Saved entries:
Start of Block

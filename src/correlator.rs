//! Node correlator
//!
//! Folds listing snapshots and descriptor records into one authoritative
//! record per fingerprint. Snapshots may arrive in any interleaving
//! across feeds; point-in-time attributes (nickname, flags, current
//! addresses, ports) always reflect the snapshot with the newest validity
//! time, while the address history and first-seen time accumulate.
//!
//! Nodes are never removed. [`NodeCorrelator::current_set`] selects the
//! ones seen within the retention window of the newest listing.

use std::collections::BTreeMap;

use crate::error::Result;
use crate::time::NO_TIME_AVAILABLE;
use crate::types::{
    DescriptorDetails, DescriptorRecord, Fingerprint, ListingEntry, ListingSnapshot, Node, NodeKind,
};

/// Flag a node must carry to be reported as running
pub const RUNNING_FLAG: &str = "Running";

/// Result of merging one snapshot
#[derive(Debug, Clone, Default, PartialEq)]
pub struct SnapshotMerge {
    /// Accepted entries, in snapshot order
    pub sighted: Vec<Fingerprint>,
    pub created: usize,
    /// Existing nodes whose record changed
    pub updated: usize,
    /// One message per rejected entry
    pub rejected: Vec<String>,
}

/// What happened to one descriptor record
#[derive(Debug, Clone, Copy, PartialEq, Eq)]
pub enum DescriptorOutcome {
    Applied,
    /// Not newer than the descriptor already on the node
    Stale,
    /// No listing has mentioned this fingerprint yet
    UnknownNode,
}

/// Nodes selected for publication, handed to later stages by value
#[derive(Debug, Clone, Default, PartialEq)]
pub struct CurrentSet {
    /// Sorted by fingerprint
    pub nodes: Vec<Node>,
    pub relays_published_millis: i64,
    pub bridges_published_millis: i64,
}
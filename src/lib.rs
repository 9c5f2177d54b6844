//! # onionoo-rs: relay and bridge status updater
//!
//! Aggregates periodic snapshots of the network status (node listings,
//! descriptor metadata, per-node measurement samples) into durable
//! per-node documents with multi-resolution history, plus a lookup index
//! for the serving layer.
//!
//! ## Architecture
//!
//! - **Correlator**: merges listing snapshots into one record per fingerprint
//! - **History**: compacts samples into tiered bandwidth, uptime and client series
//! - **Store**: write-minimal, atomically replaced JSON documents
//! - **Index**: fully rebuilt lookup structure, published with an atomic swap
//! - **Pipeline**: runs the stages in order under a single-instance lock
//!
//! ## Data Location
//!
//! Documents live under `paths.data_dir`, which defaults to the
//! platform-appropriate data directory:
//!
//! - **Linux**: `~/.local/share/onionoo-rs/`
//! - **macOS**: `~/Library/Application Support/onionoo-rs/`
//! - **Windows**: `%APPDATA%\onionoo-rs\`
//!
//! ## Example
//!
//! ```ignore
//! use onionoo_rs::{
//!     config::UpdaterConfig,
//!     context::UpdaterContext,
//!     pipeline::{PipelineOrchestrator, RunOutcome},
//! };
//!
//! fn main() -> onionoo_rs::Result<()> {
//!     let config = UpdaterConfig::load_from_env()?;
//!     let mut ctx = UpdaterContext::from_config(config)?;
//!
//!     match PipelineOrchestrator::run(&mut ctx) {
//!         RunOutcome::Completed(report) => println!("{}", report.summary()),
//!         RunOutcome::Skipped => println!("another run is active"),
//!         RunOutcome::Failed(reason) => eprintln!("run failed: {}", reason),
//!     }
//!
//!     // The serving layer reads the published index
//!     let index = ctx.index.load();
//!     println!("{} nodes indexed", index.len());
//!     Ok(())
//! }
//! ```

pub mod config;
pub mod context;
pub mod correlator;
pub mod documents;
pub mod error;
pub mod history;
pub mod index;
pub mod lock;
pub mod pipeline;
pub mod source;
pub mod store;
pub mod time;
pub mod types;

// Re-export commonly used types
pub use config::UpdaterConfig;
pub use context::UpdaterContext;
pub use correlator::{CurrentSet, NodeCorrelator};
pub use error::{OnionooError, Result, ResultExt};
pub use history::HistoryEngine;
pub use index::{IndexHandle, NodeIndex, NodeIndexer};
pub use pipeline::{PipelineOrchestrator, RunOutcome, RunReport};
pub use store::{Document, DocumentKind, DocumentStore};
pub use types::{Fingerprint, MeasurementSample, Metric, Node, NodeKind};
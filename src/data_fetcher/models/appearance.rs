use super::schedule::ScheduleGame;
use super::teams::Team;
use serde::{Deserialize, Serialize};

/// Which side of the game a team is on
#[derive(Debug, Clone, Copy, Serialize, Deserialize, PartialEq, Eq, Hash)]
#[serde(rename_all = "lowercase")]
pub enum HomeAway {
    Home,
    Away,
}

impl HomeAway {
    pub fn as_str(&self) -> &'static str {
        match self {
            HomeAway::Home => "home",
            HomeAway::Away => "away",
        }
    }
}

/// A team's participation in one week, annotated with its opponent and
/// the game it plays. Field names match the persisted pool files.
#[derive(Debug, Clone, Serialize, Deserialize, PartialEq)]
pub struct TeamAppearance {
    pub team_id: String,
    pub team_name: String,
    pub team_alias: String,
    pub opponent_id: String,
    pub opponent_name: String,
    pub opponent_alias: String,
    #[serde(rename = "home_away")]
    pub home_or_away: HomeAway,
    pub game_id: String,
    #[serde(rename = "scheduled")]
    pub scheduled_time: Option<String>,
}

impl TeamAppearance {
    /// Builds the appearance of one side of `game`.
    pub fn from_game(game: &ScheduleGame, side: HomeAway) -> Self {
        let (team, opponent): (&Team, &Team) = match side {
            HomeAway::Home => (&game.home, &game.away),
            HomeAway::Away => (&game.away, &game.home),
        };

        TeamAppearance {
            team_id: team.id.clone(),
            team_name: team.name.clone(),
            team_alias: team.alias.clone(),
            opponent_id: opponent.id.clone(),
            opponent_name: opponent.name.clone(),
            opponent_alias: opponent.alias.clone(),
            home_or_away: side,
            game_id: game.id.clone(),
            scheduled_time: game.scheduled_time.clone(),
        }
    }
}

/// The teams playing in a given week.
#[derive(Debug, Clone, Serialize, PartialEq)]
pub struct WeeklyTeams {
    pub week: u32,
    pub year: u32,
    pub total_games: usize,
    pub teams: Vec<TeamAppearance>,
}

impl WeeklyTeams {
    pub fn total_teams(&self) -> usize {
        self.teams.len()
    }
}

End of Block

PROBLEM: Search the lines above for the string "usize" and copy each line that has it.

REPLY TO THE EXERCISE:
    pub created: usize,
    pub updated: usize,
    pub total_games: usize,
    pub fn total_teams(&self) -> usize {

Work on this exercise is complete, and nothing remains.